What, then, does the symbol represent ?  Invariably, it is an expression of life (not 'life' as in opposition to 'death', but 'life' in existential terms).  If faces are recognized, then it is for a reason that goes beyond their simple geometrical arrangement, hence according to their interactional and functional relationships with human existence (or, in short, their usefulness to the species).  Naturally, if this is true for human beings in relation to the faces of other human beings, then by extension it is also true for human beings in relation to other faces seen in nature, because nature is neither less living nor less essential for the survival of humanity than are the parents of the newborn infant who inevitably smiles when he or she recognizes a face that presents itself in his or her still limited eyesight.

The answer to the second fundamental question est now self-evident: faces exist in nature (or at least according to the relative human point of view – the only point of view to which we really have access) as witnesses of a life (or existence) to which we are inexorably dependent at the beginning of our lives and with which we are progressively interdependent throughout our lives as our individual autonomy increases.  As demonstrated above, this principle is then equally valid in both ontogenetic and phylogenetic contexts: faces are vital for the individual in relationships with his peers just as they are vital for the human species in its relationship with nature.

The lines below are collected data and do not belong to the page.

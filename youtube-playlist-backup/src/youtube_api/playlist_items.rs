//! YouTube PlaylistItems API types.

use crate::youtube_api::types::{Resource, ResourceKind};
use serde::Deserialize;

/// A `playlistItem` resource, reduced to the parts requested through the `fields` filter.
///
/// See: <https://developers.google.com/youtube/v3/docs/playlistItems#resource>
#[derive(Debug, Deserialize)]
pub struct PlaylistItem {
    pub snippet: PlaylistItemSnippet,
}

/// See: <https://developers.google.com/youtube/v3/docs/playlistItems#snippet>
#[derive(Debug, Deserialize)]
pub struct PlaylistItemSnippet {
    /// The item's title.
    pub title: String,
    /// Identifies the resource (for us, always a video) that the item points to.
    #[serde(rename = "resourceId")]
    pub resource_id: ResourceId,
}

#[derive(Debug, Deserialize)]
pub struct ResourceId {
    #[serde(rename = "videoId")]
    pub video_id: String,
}

/// One video in a playlist.
#[derive(Debug, Clone, PartialEq, Eq)]
pub struct PlaylistItemRecord {
    pub title: String,
    pub video_id: String,
}

impl PlaylistItemRecord {
    pub fn watch_url(&self) -> String {
        format!("https://youtube.com/watch?v={}", self.video_id)
    }
}

impl Resource for PlaylistItemRecord {
    const KIND: ResourceKind = ResourceKind::PlaylistItems;
    type Wire = PlaylistItem;

    fn from_wire(wire: PlaylistItem) -> Self {
        Self {
            title: wire.snippet.title,
            video_id: wire.snippet.resource_id.video_id,
        }
    }
}
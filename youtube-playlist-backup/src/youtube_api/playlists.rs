//! YouTube Playlists API types.

use crate::youtube_api::types::{Resource, ResourceKind};
use serde::Deserialize;

/// A `playlist` resource, reduced to the parts requested through the `fields` filter.
///
/// See: <https://developers.google.com/youtube/v3/docs/playlists#resource>
#[derive(Debug, Deserialize)]
pub struct Playlist {
    /// The ID that YouTube uses to uniquely identify the playlist.
    pub id: String,
    pub snippet: PlaylistSnippet,
}

/// See: <https://developers.google.com/youtube/v3/docs/playlists#snippet>
#[derive(Debug, Deserialize)]
pub struct PlaylistSnippet {
    /// The playlist's title.
    pub title: String,
}

/// One playlist of a channel.
#[derive(Debug, Clone, PartialEq, Eq)]
pub struct PlaylistRecord {
    pub title: String,
    pub id: String,
}

impl Resource for PlaylistRecord {
    const KIND: ResourceKind = ResourceKind::Playlists;
    type Wire = Playlist;

    fn from_wire(wire: Playlist) -> Self {
        Self {
            title: wire.snippet.title,
            id: wire.id,
        }
    }
}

We can henceforth understand how shamans, magicians, druids and other sages of old – in their magical thinking – had logically deduced the “animism” of and in nature through their reasonable perceptual experience (rather than blind superstition).  As infants, each of us recognized faces – those of our parents – in order to interact with them and later, as adults, we are recognizing other faces beyond our own species.  This facial recognition that helped the infant interact with his parents probably also helped the adult interact with its natural environment throughout the history of mankind.  If, under a human face, we find a sentient being having its own intentionality, personality and spirituality, why not explore further when we identify a non-human face?  The least we can say is that the face offers a significant door which opens to exploration, communication and an opportunity to learn from and share with that or who can be found behind the mask.  Indeed, there can be no doubt as to the good will of the sorcerers of old...

Even today, in our society heavily dominated by pseudo-scientific dogmas – imposed realities and postulates – the innate human capacities keep sending us back to an instinctual transcendence of the momentary culture; yet the choice to listen to ourselves (or not) has always belonged to each and every one of us.  Will we deny that which is evident to our innate senses, which evolved into what they are through millions of years of perfectionment?  Or shall we more deeply explore the meanings and intersubjective relationships that life brings to our perceptions?  (Of course, the phenomena of faces is one example amongst many, as "magic" goes far beyond the scopes of
what we can say about it.)

Dear Reader, you see a face: shall you ignore it or will you say hello?  If so, how?  ... and so ye walk the magical path.